**Source data**
★ ★ ★

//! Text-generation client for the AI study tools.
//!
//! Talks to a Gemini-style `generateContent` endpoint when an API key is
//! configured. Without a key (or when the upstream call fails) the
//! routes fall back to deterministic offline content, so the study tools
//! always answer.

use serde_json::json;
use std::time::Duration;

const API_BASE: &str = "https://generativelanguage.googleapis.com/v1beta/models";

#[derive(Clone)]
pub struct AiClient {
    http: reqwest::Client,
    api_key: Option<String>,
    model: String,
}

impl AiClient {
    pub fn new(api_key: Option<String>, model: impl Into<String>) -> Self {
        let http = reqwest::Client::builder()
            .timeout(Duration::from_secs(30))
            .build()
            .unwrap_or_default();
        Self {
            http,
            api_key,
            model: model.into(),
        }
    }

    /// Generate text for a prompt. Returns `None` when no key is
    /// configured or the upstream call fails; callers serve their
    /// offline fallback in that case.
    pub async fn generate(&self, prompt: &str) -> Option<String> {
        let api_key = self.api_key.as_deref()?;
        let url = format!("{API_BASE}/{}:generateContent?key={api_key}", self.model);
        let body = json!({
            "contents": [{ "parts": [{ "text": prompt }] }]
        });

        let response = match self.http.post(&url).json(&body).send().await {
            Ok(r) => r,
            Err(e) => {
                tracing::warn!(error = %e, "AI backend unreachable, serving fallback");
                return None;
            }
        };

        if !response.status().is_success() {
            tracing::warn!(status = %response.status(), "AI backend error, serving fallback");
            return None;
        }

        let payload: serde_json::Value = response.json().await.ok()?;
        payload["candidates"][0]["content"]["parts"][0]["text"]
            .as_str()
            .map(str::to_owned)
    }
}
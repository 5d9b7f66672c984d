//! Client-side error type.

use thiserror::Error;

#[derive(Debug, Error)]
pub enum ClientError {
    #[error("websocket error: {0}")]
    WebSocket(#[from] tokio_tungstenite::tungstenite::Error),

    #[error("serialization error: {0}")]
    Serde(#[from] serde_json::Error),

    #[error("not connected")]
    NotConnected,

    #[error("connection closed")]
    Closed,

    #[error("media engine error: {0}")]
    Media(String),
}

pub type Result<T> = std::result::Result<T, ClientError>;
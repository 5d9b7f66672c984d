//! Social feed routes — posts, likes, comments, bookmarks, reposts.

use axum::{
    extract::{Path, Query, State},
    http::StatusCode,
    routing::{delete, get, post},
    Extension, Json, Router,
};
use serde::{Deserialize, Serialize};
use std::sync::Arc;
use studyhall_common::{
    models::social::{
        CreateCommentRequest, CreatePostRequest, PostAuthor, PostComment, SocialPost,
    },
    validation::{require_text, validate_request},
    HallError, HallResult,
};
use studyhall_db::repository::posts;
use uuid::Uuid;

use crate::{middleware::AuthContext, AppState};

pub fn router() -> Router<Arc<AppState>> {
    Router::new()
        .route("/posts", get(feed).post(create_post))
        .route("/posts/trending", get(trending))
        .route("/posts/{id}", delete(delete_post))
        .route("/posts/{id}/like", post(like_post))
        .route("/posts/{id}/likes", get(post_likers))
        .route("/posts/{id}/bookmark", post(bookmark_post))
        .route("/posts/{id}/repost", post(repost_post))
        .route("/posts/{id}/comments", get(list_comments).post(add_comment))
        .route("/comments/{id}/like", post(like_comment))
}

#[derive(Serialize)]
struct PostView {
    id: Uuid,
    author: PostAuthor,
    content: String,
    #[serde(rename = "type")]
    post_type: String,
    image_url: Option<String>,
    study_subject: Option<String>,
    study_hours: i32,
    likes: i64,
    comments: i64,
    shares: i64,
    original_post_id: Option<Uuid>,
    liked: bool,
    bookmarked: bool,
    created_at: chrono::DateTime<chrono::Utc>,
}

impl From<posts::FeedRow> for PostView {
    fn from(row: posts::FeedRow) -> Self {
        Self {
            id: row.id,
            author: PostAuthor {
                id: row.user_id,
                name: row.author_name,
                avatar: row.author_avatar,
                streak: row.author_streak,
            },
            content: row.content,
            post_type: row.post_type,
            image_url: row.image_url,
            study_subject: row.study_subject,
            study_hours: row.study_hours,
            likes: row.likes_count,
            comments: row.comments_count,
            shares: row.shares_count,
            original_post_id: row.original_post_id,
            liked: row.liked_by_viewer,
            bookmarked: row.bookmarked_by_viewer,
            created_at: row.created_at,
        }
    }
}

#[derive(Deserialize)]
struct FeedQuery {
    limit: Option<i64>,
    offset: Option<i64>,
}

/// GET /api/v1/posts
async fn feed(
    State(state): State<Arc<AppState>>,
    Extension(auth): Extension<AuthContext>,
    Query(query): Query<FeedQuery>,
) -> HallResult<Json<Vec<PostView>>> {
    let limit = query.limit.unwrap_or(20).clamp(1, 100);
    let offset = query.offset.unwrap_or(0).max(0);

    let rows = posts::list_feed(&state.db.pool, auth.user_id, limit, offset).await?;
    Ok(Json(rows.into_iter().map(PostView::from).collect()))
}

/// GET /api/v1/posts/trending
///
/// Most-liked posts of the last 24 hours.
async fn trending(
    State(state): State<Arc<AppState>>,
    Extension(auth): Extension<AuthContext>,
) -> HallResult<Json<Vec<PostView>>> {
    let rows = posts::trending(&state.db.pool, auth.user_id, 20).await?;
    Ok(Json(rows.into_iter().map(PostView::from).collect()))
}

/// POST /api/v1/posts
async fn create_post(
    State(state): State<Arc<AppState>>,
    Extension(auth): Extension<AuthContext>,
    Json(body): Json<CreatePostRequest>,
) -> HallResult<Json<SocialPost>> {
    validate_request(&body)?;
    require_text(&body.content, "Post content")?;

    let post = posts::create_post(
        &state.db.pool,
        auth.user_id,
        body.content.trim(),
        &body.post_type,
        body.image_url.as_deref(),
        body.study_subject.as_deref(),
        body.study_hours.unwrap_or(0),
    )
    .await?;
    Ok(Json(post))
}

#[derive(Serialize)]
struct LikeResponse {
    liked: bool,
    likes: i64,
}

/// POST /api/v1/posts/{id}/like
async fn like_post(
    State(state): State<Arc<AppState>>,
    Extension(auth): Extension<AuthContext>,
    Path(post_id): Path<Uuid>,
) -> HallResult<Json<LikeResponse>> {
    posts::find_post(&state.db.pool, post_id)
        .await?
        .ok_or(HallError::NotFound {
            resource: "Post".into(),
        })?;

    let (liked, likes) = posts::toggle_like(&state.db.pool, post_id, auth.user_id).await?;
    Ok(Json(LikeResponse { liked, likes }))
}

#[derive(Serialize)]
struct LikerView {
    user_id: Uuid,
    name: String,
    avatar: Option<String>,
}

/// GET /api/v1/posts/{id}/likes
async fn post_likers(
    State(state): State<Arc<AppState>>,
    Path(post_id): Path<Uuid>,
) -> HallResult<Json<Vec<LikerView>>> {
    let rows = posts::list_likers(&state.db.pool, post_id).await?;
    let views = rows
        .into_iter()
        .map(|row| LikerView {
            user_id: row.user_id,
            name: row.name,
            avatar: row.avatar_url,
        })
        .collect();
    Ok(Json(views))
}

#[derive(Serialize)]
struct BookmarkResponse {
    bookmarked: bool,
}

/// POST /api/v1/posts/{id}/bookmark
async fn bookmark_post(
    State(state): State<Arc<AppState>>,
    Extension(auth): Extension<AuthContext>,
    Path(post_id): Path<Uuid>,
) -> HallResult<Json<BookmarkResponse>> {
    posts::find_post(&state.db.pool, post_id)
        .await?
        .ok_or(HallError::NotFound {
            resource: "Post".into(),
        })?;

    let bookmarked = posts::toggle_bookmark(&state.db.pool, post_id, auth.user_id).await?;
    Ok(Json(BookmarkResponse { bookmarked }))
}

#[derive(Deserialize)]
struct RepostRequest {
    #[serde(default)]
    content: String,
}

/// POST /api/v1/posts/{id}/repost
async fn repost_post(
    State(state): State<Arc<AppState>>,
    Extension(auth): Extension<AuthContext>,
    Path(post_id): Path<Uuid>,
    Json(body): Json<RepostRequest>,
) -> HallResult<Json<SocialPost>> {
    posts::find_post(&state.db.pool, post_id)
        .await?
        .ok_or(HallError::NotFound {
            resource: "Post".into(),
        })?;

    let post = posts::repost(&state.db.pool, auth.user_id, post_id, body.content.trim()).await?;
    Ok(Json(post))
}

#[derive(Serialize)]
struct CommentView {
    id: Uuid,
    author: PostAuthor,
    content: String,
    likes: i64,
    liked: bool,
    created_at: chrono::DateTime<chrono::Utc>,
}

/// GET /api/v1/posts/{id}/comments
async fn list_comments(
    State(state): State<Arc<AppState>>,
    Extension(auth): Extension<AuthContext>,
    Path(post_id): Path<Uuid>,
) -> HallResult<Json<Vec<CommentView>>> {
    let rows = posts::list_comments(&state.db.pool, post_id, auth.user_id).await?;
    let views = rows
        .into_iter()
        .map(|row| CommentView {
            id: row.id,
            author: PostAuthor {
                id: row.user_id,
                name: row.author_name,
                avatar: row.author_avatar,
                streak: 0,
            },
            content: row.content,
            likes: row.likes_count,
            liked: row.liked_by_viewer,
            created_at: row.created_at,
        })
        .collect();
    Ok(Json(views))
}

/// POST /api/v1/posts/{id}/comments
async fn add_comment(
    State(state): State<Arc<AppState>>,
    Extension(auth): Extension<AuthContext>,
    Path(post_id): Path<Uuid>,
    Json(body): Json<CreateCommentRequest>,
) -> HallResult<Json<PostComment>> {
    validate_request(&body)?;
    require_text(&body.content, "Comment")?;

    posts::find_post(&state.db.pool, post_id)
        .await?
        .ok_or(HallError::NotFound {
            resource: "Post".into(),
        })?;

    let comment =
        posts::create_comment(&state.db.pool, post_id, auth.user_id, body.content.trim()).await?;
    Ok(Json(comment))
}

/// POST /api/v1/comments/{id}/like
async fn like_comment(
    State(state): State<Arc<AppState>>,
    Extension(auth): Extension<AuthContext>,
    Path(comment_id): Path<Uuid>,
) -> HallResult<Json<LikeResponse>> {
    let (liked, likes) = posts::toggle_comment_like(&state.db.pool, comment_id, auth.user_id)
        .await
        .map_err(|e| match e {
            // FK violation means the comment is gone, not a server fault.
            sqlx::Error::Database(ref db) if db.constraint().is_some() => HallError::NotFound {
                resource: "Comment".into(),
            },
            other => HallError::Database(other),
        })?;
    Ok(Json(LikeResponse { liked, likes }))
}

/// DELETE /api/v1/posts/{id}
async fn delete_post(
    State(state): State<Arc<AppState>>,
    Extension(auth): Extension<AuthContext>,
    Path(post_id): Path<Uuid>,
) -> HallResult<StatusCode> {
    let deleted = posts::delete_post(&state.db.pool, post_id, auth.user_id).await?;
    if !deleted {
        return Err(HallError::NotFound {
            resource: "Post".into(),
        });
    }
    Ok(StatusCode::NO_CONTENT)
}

★ ★ ★

**Activity**
All the lines that hold the word "avatar" must appear in the answer, copied from the records.

**Result below**
                avatar: row.author_avatar,
    avatar: Option<String>,
            avatar: row.avatar_url,
                avatar: row.author_avatar,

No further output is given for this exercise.